Lauren Brown is a PhD student in the Ontario Institute for Studies in Education’s (OISE) department of curriculum, teaching and learning. Her research examines how students at U of T describe, learn about and act in support of their own wellbeing. The goal is to improve the teaching and learning of wellbeing on campus, and to take a strengths-based approach in learning about how students engage with their own mental health. Brown is supervised by Associate Professor Antoinette Gagne.

Rya Buckley

Rya Buckley is a master’s student in school and clinical child psychology at OISE. Her research sets out to examine the unique experiences of racialized university students in accessing mental health services and supports, including multiple intersecting identities. Buckley aims to add strength-based perspectives to the literature on racialized student mental health, highlighting both positive support-seeking experiences as well as room for improvement. Buckley is supervised by Assistant Professor Chloe Hamza.

Andrea McCracken

Andrea McCracken is a master’s student at the Leslie Dan Faculty of Pharmacy.
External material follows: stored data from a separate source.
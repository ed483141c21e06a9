use crate::{Character, CharacterId, CharacterStatus};
use anyhow::Result;
use chrono::{DateTime, Utc};
use serde::{Deserialize, Serialize};

/// One page of the remote character endpoint:
/// `{ "info": { ... }, "results": [ ... ] }`.
#[derive(Debug, Clone, Serialize, Deserialize)]
pub struct CharacterPage {
    pub info: PageInfo,
    pub results: Vec<CharacterExternal>,
}

#[derive(Debug, Clone, Serialize, Deserialize)]
pub struct PageInfo {
    pub count: u64,
    pub pages: u32,
    // `null` on the last/first page respectively.
    #[serde(default)]
    pub next: Option<String>,
    #[serde(default)]
    pub prev: Option<String>,
}

impl CharacterPage {
    pub fn is_last(&self) -> bool {
        self.info.next.is_none()
    }
}

/// A character record as the API serves it. Carries no favorite flag; that
/// field exists only on the local [`Character`].
#[derive(Debug, Clone, Serialize, Deserialize)]
pub struct CharacterExternal {
    pub id: CharacterId,
    pub name: String,
    #[serde(default)]
    pub status: CharacterStatus,
    #[serde(default)]
    pub species: String,
    #[serde(rename = "type", default)]
    pub kind: String,
    #[serde(default)]
    pub gender: String,
    #[serde(default)]
    pub image: String,
    #[serde(default)]
    pub url: String,
    #[serde(default)]
    pub created: Option<DateTime<Utc>>,
}

impl From<CharacterExternal> for Character {
    fn from(c: CharacterExternal) -> Character {
        Character {
            id: c.id,
            name: c.name,
            status: c.status,
            species: c.species,
            kind: c.kind,
            gender: c.gender,
            image: c.image,
            url: c.url,
            created: c.created,
            is_favorite: false,
        }
    }
}

pub fn parse_page(data: &[u8]) -> Result<CharacterPage> {
    // Some upstream mirrors prepend a UTF-8 BOM or stray whitespace, which
    // trips `serde_json::from_slice`. Skip both before parsing.
    let mut start = 0usize;
    if data.len() >= 3 && data[0] == 0xEF && data[1] == 0xBB && data[2] == 0xBF {
        start = 3;
    }
    while start < data.len() && data[start].is_ascii_whitespace() {
        start += 1;
    }
    let page: CharacterPage = serde_json::from_slice(&data[start..])
        .map_err(|e| anyhow::anyhow!(format!("failed to parse character page JSON: {}", e)))?;
    Ok(page)
}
Her research aims to explore a pharmacist’s role, including the use of digital technologies, in supporting post-secondary students with psychotropic medication management. Her study will increase the understanding about how pharmacists within the primary health-care system can care for post-secondary students during the transition to adulthood by managing mental illness using psychotropic medications. McCracken is supervised by Pharmacy’s Dean and Professor Lisa Dolovich.

Yiyi Wang

Yiyi Wang is a PhD student in the department of psychology at U of T Mississauga. Her research takes a student-centered approach in developing student-informed conceptualizations of wellbeing and a holistic approach to understanding what students need. Her research will test whether proposed mental health interventions, such as online tools and a self-developed chatbot, are beneficial to students’ coping skills and wellbeing. Wang is supervised by Associate Professor Norman Farb.

Xue (Sunny) Xiang

Xue (Sunny) Xiang is a PhD student in organizational behaviour and human resource management in the Rotman School of Management. Her research explores how post-secondary students’ liminal experience facilitates recovery and wellbeing. In this context Xiang is looking to develop a preliminary understanding of student’s use of liminal activities as a way to cope with role-related stresses. Xiang is supervised by Professor Soo Min Toh.

Yaxi Zhao

Yaxi Zhao is a PhD candidate in the Faculty of Information. Her research focuses on the impact of students’ interpersonal relationships, including romantic relationships, on their mental health. Specifically, Zhao is examining the challenges and opportunities in triad remote couple’s therapies and designing a therapeutic platform prototype as an intervention to better understand the communication needs of therapists and student clients during remote triad couple therapy sessions. Zhao is supervised by Professor Rhonda McEwen.